Since the inception of deep sequencing, isomiRs are consistently observed to be produced by most miRNA genes in a variety of cell types. Here I use northern blotting to show that isomiRs are not a sequencing artefact and I also observed that different cell lines and tissue types expressed distinctive isomiR patterns. All tested isomiRs could be immunoprecipitated with Argonaute proteins 1 or 2, indicating that they are functional. IsomiRs with differences at the 5' end have a different seed sequence compared to the canonical/ annotated microRNA. Bioinformatics analysis predicts that 5' isomiRs will target large numbers of different mRNAs compared to their canonical counterpart and vice versa. These predictions were supported by my in vitro luciferase assays, which I used to establish that isomiR-9 has gained the ability to target DNMT3B and NCAM2 mRNA but has lost the ability to target CDH1. During this study I identified a number of new targets of miRNAs in vitro, all of which were confirmed by mutagenesis of the predicted target sites. Moreover, I have made RNA sponge vectors that can distinguish between miR-9 and isomiR-9. The “isomiR-9 sponge” could specifically sequester isomiR-9 at a better efficiency than the canonical miR-9, which has just one base difference at the 5' end, and vice-versa.
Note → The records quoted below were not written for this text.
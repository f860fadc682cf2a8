use std::time::{Duration, Instant};

use fnv::FnvHashMap;

use super::config::Role;

/// PINGs sent by this side and not yet answered.
#[derive(Debug)]
pub(crate) struct PingTracker {
    role: Role,
    next_id: u32,
    outstanding: FnvHashMap<u32, Instant>,
}

impl PingTracker {
    pub(crate) fn new(role: Role) -> Self {
        Self {
            role,
            next_id: role.first_stream_id(),
            outstanding: FnvHashMap::default(),
        }
    }

    /// Allocate an id of local parity and start timing it.
    pub(crate) fn start(&mut self) -> u32 {
        let id = self.next_id;
        // ids wrap around, keeping their parity
        self.next_id = match self.next_id.checked_add(2) {
            Some(next) => next,
            None => self.role.first_stream_id(),
        };
        self.outstanding.insert(id, Instant::now());
        id
    }

    /// Whether a received PING is an answer to one of ours rather than a
    /// request to echo.
    pub(crate) fn is_local(&self, id: u32) -> bool {
        self.role.is_local_id(id)
    }

    /// Round trip time of an answered PING, or None if it was never sent.
    pub(crate) fn complete(&mut self, id: u32) -> Option<Duration> {
        self.outstanding.remove(&id).map(|sent| sent.elapsed())
    }

    pub(crate) fn outstanding(&self) -> usize {
        self.outstanding.len()
    }
}
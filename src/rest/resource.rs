//! Resource definitions and the runtime resource object.
//!
//! A [`ResourceDefinition`] is the declarative side: a base URI, an
//! [`ActionTable`], and an optional post-processing hook. A [`Resource`] is
//! what a [`RestClient`](crate::RestClient) hands out: the definition bound
//! to the client's shared transport.
//!
//! # Invoking Actions
//!
//! For an action with verb `V` and path template `P`, invoking it sends
//! `V` to `base_uri + build_path(P, path_args)` with the call's options,
//! stores the raw response, decodes the body as JSON, and passes the result
//! through [`ResourceDefinition::after`].
//!
//! # Example
//!
//! ```rust,ignore
//! use snorlax::rest::ActionArgs;
//! use serde_json::json;
//!
//! let pokemons = client.resource("pokemons")?;
//!
//! // GET pokemons/143
//! let snorlax = pokemons.invoke("get", ActionArgs::new().arg(143)).await?;
//!
//! // PATCH pokemons/143/144/rest
//! pokemons.call("attack", vec![json!(143), json!(144), json!("rest")]).await?;
//!
//! println!("{:?}", pokemons.last_response().map(|r| r.code));
//! ```

use std::fmt;
use std::sync::{Arc, Mutex, PoisonError};

use serde_json::Value;

use crate::clients::{value_to_string, HttpMethod, HttpResponse, RequestOptions, SharedTransport};
use crate::rest::action::{ActionArgs, ActionTable};
use crate::rest::errors::ResourceError;
use crate::rest::path::{build_path, placeholders};

/// Declarative description of a REST resource.
///
/// Implementors are usually unit structs registered with
/// [`ClientConfigBuilder::resource_type`](crate::ClientConfigBuilder::resource_type).
///
/// # Example
///
/// ```rust
/// use snorlax::rest::{ActionTable, ResourceDefinition};
/// use serde_json::Value;
///
/// #[derive(Debug, Default)]
/// struct Pokemons;
///
/// impl ResourceDefinition for Pokemons {
///     fn base_uri(&self) -> String {
///         "pokemons".to_string()
///     }
///
///     fn actions(&self) -> ActionTable {
///         ActionTable::new()
///             .get("all", "/")
///             .get("get", "/{0}")
///             .post("capture", "/")
///             .patch("attack", "/{0}/{1}/{2}")
///     }
///
///     fn after(&self, _action: &str, response: Value) -> Value {
///         response.get("pokemon").cloned().unwrap_or(response)
///     }
/// }
///
/// assert_eq!(Pokemons.actions().len(), 4);
/// ```
pub trait ResourceDefinition: Send + Sync + fmt::Debug {
    /// The URI prefix every action path is appended to.
    fn base_uri(&self) -> String;

    /// The actions this resource exposes.
    fn actions(&self) -> ActionTable;

    /// Post-processes the decoded response of `action`.
    ///
    /// The default returns the response unchanged.
    fn after(&self, _action: &str, response: Value) -> Value {
        response
    }
}

/// Produces a fresh definition each time a client instantiates a resource.
pub type ResourceFactory = Arc<dyn Fn() -> Arc<dyn ResourceDefinition> + Send + Sync>;

/// Returns a factory that instantiates `R` through [`Default`].
#[must_use]
pub fn resource_type<R>() -> ResourceFactory
where
    R: ResourceDefinition + Default + 'static,
{
    Arc::new(|| Arc::new(R::default()) as Arc<dyn ResourceDefinition>)
}

/// A fully resolved request, ready for the transport.
#[derive(Clone, Debug, PartialEq)]
pub struct ResolvedRequest {
    /// The HTTP method.
    pub method: HttpMethod,
    /// `base_uri` followed by the substituted action path.
    pub uri: String,
    /// Query, body, and headers for the request.
    pub options: RequestOptions,
}

/// A resource bound to a client's transport.
///
/// The base URI and action table are read from the definition once, when
/// the resource is created.
pub struct Resource {
    name: String,
    definition: Arc<dyn ResourceDefinition>,
    base_uri: String,
    actions: ActionTable,
    transport: SharedTransport,
    last_response: Mutex<Option<HttpResponse>>,
}

// Verify Resource is Send + Sync at compile time
const _: fn() = || {
    const fn assert_send_sync<T: Send + Sync>() {}
    assert_send_sync::<Resource>();
};

impl Resource {
    /// Binds a definition to a transport.
    #[must_use]
    pub fn new(
        name: impl Into<String>,
        definition: Arc<dyn ResourceDefinition>,
        transport: SharedTransport,
    ) -> Self {
        let base_uri = definition.base_uri();
        let actions = definition.actions();
        Self {
            name: name.into(),
            definition,
            base_uri,
            actions,
            transport,
            last_response: Mutex::new(None),
        }
    }

    /// Returns the name the resource was registered under.
    #[must_use]
    pub fn name(&self) -> &str {
        &self.name
    }

    /// Returns the base URI captured at construction.
    #[must_use]
    pub fn base_uri(&self) -> &str {
        &self.base_uri
    }

    /// Returns the action table captured at construction.
    #[must_use]
    pub const fn actions(&self) -> &ActionTable {
        &self.actions
    }

    /// Returns the underlying definition.
    #[must_use]
    pub fn definition(&self) -> &Arc<dyn ResourceDefinition> {
        &self.definition
    }

    /// Returns the transport this resource sends requests through.
    #[must_use]
    pub const fn transport(&self) -> &SharedTransport {
        &self.transport
    }

    /// Returns the raw response of the most recent call, either an action or
    /// one of the [`all`](Self::all) / [`get`](Self::get) shorthands.
    ///
    /// `None` until a call has completed at the transport level.
    #[must_use]
    pub fn last_response(&self) -> Option<HttpResponse> {
        self.last_response
            .lock()
            .unwrap_or_else(PoisonError::into_inner)
            .clone()
    }

    /// Resolves an action into the request that would be sent, without
    /// sending it.
    ///
    /// # Errors
    ///
    /// - [`ResourceError::ActionNotFound`] if `action` is not in the table
    /// - [`ResourceError::InvalidArguments`] if a placeholder has no
    ///   argument or refers to an array or object argument
    pub fn resolve(&self, action: &str, args: &ActionArgs) -> Result<ResolvedRequest, ResourceError> {
        let template = self
            .actions
            .get_action(action)
            .ok_or_else(|| ResourceError::ActionNotFound {
                action: action.to_string(),
                resource: self.name.clone(),
            })?;

        for index in placeholders(&template.path) {
            if let Some(value @ (Value::Array(_) | Value::Object(_))) = args.path_args().get(index) {
                return Err(ResourceError::InvalidArguments {
                    action: action.to_string(),
                    reason: format!("path argument {index} must be a scalar, got {value}"),
                });
            }
        }

        let path_args: Vec<String> = args.path_args().iter().map(value_to_string).collect();

        let path = build_path(&template.path, &path_args).map_err(|missing| {
            ResourceError::InvalidArguments {
                action: action.to_string(),
                reason: format!(
                    "path placeholder {{{}}} needs {} arguments, got {}",
                    missing.index,
                    missing.index + 1,
                    missing.supplied
                ),
            }
        })?;

        Ok(ResolvedRequest {
            method: template.verb,
            uri: format!("{}{path}", self.base_uri),
            options: args.request_options(template.verb),
        })
    }

    /// Invokes an action and returns its decoded, post-processed response.
    ///
    /// The raw response is stored before decoding, so
    /// [`last_response`](Self::last_response) is available even when the
    /// body is not valid JSON. An empty body decodes to [`Value::Null`].
    ///
    /// # Errors
    ///
    /// - [`ResourceError::ActionNotFound`] / [`ResourceError::InvalidArguments`]
    ///   before anything is sent
    /// - [`ResourceError::Transport`] if the transport fails
    /// - [`ResourceError::Decode`] if the body is not valid JSON
    pub async fn invoke(&self, action: &str, args: ActionArgs) -> Result<Value, ResourceError> {
        let request = self.resolve(action, &args)?;

        tracing::debug!(
            resource = %self.name,
            action,
            method = %request.method,
            uri = %request.uri,
            "Dispatching action"
        );

        let response = self
            .transport
            .request(request.method, &request.uri, request.options)
            .await?;

        let decoded = decode_body(action, &response);
        self.record_response(response);

        Ok(self.definition.after(action, decoded?))
    }

    /// Replaces the stored raw response.
    pub(crate) fn record_response(&self, response: HttpResponse) {
        *self
            .last_response
            .lock()
            .unwrap_or_else(PoisonError::into_inner) = Some(response);
    }

    /// Invokes an action with a positional argument list.
    ///
    /// A trailing JSON object is taken as the request options; see
    /// [`ActionArgs::from_values`].
    ///
    /// # Errors
    ///
    /// Same as [`invoke`](Self::invoke).
    pub async fn call(&self, action: &str, args: Vec<Value>) -> Result<Value, ResourceError> {
        self.invoke(action, ActionArgs::from_values(args)).await
    }
}

impl fmt::Debug for Resource {
    fn fmt(&self, f: &mut fmt::Formatter<'_>) -> fmt::Result {
        f.debug_struct("Resource")
            .field("name", &self.name)
            .field("base_uri", &self.base_uri)
            .field("actions", &self.actions.names())
            .finish_non_exhaustive()
    }
}

/// Decodes a response body as JSON; blank bodies decode to `null`.
pub(crate) fn decode_body(action: &str, response: &HttpResponse) -> Result<Value, ResourceError> {
    if response.is_body_empty() {
        return Ok(Value::Null);
    }
    serde_json::from_str(&response.body).map_err(|source| ResourceError::Decode {
        action: action.to_string(),
        source,
    })
}

#[cfg(test)]
mod tests {
    use super::*;
    use crate::clients::{HttpTransport, Transport};
    use crate::TransportParams;
    use serde_json::json;

    #[derive(Debug, Default)]
    struct Pokemons;

    impl ResourceDefinition for Pokemons {
        fn base_uri(&self) -> String {
            "pokemons".to_string()
        }

        fn actions(&self) -> ActionTable {
            ActionTable::new()
                .get("all", "/")
                .get("get", "/{0}")
                .post("capture", "/")
                .patch("attack", "/{0}/{1}/{2}")
        }
    }

    fn pokemons() -> Resource {
        let transport: SharedTransport =
            Arc::new(HttpTransport::new(&TransportParams::default()).unwrap());
        Resource::new("pokemons", resource_type::<Pokemons>()(), transport)
    }

    #[test]
    fn test_resolve_concatenates_base_uri_and_path() {
        let resource = pokemons();

        let all = resource.resolve("all", &ActionArgs::new()).unwrap();
        assert_eq!(all.method, HttpMethod::Get);
        assert_eq!(all.uri, "pokemons/");

        let attack = resource
            .resolve(
                "attack",
                &ActionArgs::new().arg(143).arg(144).arg("rest"),
            )
            .unwrap();
        assert_eq!(attack.method, HttpMethod::Patch);
        assert_eq!(attack.uri, "pokemons/143/144/rest");
        assert!(attack.options.is_empty());
    }

    #[test]
    fn test_resolve_routes_mapping_by_verb() {
        let resource = pokemons();

        let capture = resource
            .resolve(
                "capture",
                &ActionArgs::from_values(vec![json!({"body": {"pokemon_id": 143}})]),
            )
            .unwrap();
        assert_eq!(capture.uri, "pokemons/");
        assert_eq!(capture.options.body, Some(json!({"pokemon_id": 143})));
        assert!(capture.options.query.is_none());
    }

    #[test]
    fn test_resolve_unknown_action() {
        let result = pokemons().resolve("evolve", &ActionArgs::new());
        assert!(matches!(
            result,
            Err(ResourceError::ActionNotFound { ref action, ref resource })
                if action == "evolve" && resource == "pokemons"
        ));
    }

    #[test]
    fn test_resolve_missing_path_argument() {
        let result = pokemons().resolve("attack", &ActionArgs::new().arg(143).arg(144));
        match result {
            Err(ResourceError::InvalidArguments { action, reason }) => {
                assert_eq!(action, "attack");
                assert!(reason.contains("needs 3 arguments, got 2"));
            }
            other => panic!("Expected InvalidArguments, got: {other:?}"),
        }
    }

    #[test]
    fn test_resolve_rejects_non_scalar_path_argument() {
        let result = pokemons().resolve("get", &ActionArgs::new().arg(json!([1, 2])));
        assert!(matches!(result, Err(ResourceError::InvalidArguments { .. })));
    }

    #[test]
    fn test_resolve_ignores_non_scalar_arguments_without_placeholder() {
        let resource = pokemons();

        let all = resource
            .resolve("all", &ActionArgs::new().arg(json!([1])))
            .unwrap();
        assert_eq!(all.uri, "pokemons/");

        let get = resource
            .resolve("get", &ActionArgs::new().arg(143).arg(json!({"x": 1})))
            .unwrap();
        assert_eq!(get.uri, "pokemons/143");
    }

    #[test]
    fn test_definition_is_read_once_at_construction() {
        let resource = pokemons();
        assert_eq!(resource.base_uri(), "pokemons");
        assert_eq!(resource.actions().len(), 4);
        assert_eq!(resource.name(), "pokemons");
        assert!(resource.last_response().is_none());
        assert!(resource.transport().default_headers().contains_key("Accept"));
    }

    #[test]
    fn test_decode_body_handles_empty_and_malformed() {
        assert_eq!(
            decode_body("get", &HttpResponse::empty(204)).unwrap(),
            Value::Null
        );
        assert_eq!(
            decode_body("get", &HttpResponse::new(200, Default::default(), "  \n")).unwrap(),
            Value::Null
        );
        assert!(matches!(
            decode_body("get", &HttpResponse::new(200, Default::default(), "<html>")),
            Err(ResourceError::Decode { .. })
        ));
        assert_eq!(
            decode_body("get", &HttpResponse::json(200, &json!({"id": 143}))).unwrap(),
            json!({"id": 143})
        );
    }

    #[test]
    fn test_default_after_hook_is_identity() {
        let body = json!({"pokemon": {"id": 143}});
        assert_eq!(Pokemons.after("get", body.clone()), body);
    }
}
This adds further assurance that isomiRs can recognise different targets to canonical/ annotated microRNAs and also establishes a useful research tool for future studies. Taken together, this study shows that isomiRs are capable of targeting 3' UTRs, can associate with Argonaute proteins and may have different target mRNAs to canonical mRNAs. I also discuss some examples of miRNA genes whose evolution is likely to have been influenced by isomiR production, which adds further support to the view that isomiRs are of biological and evolutionary importance.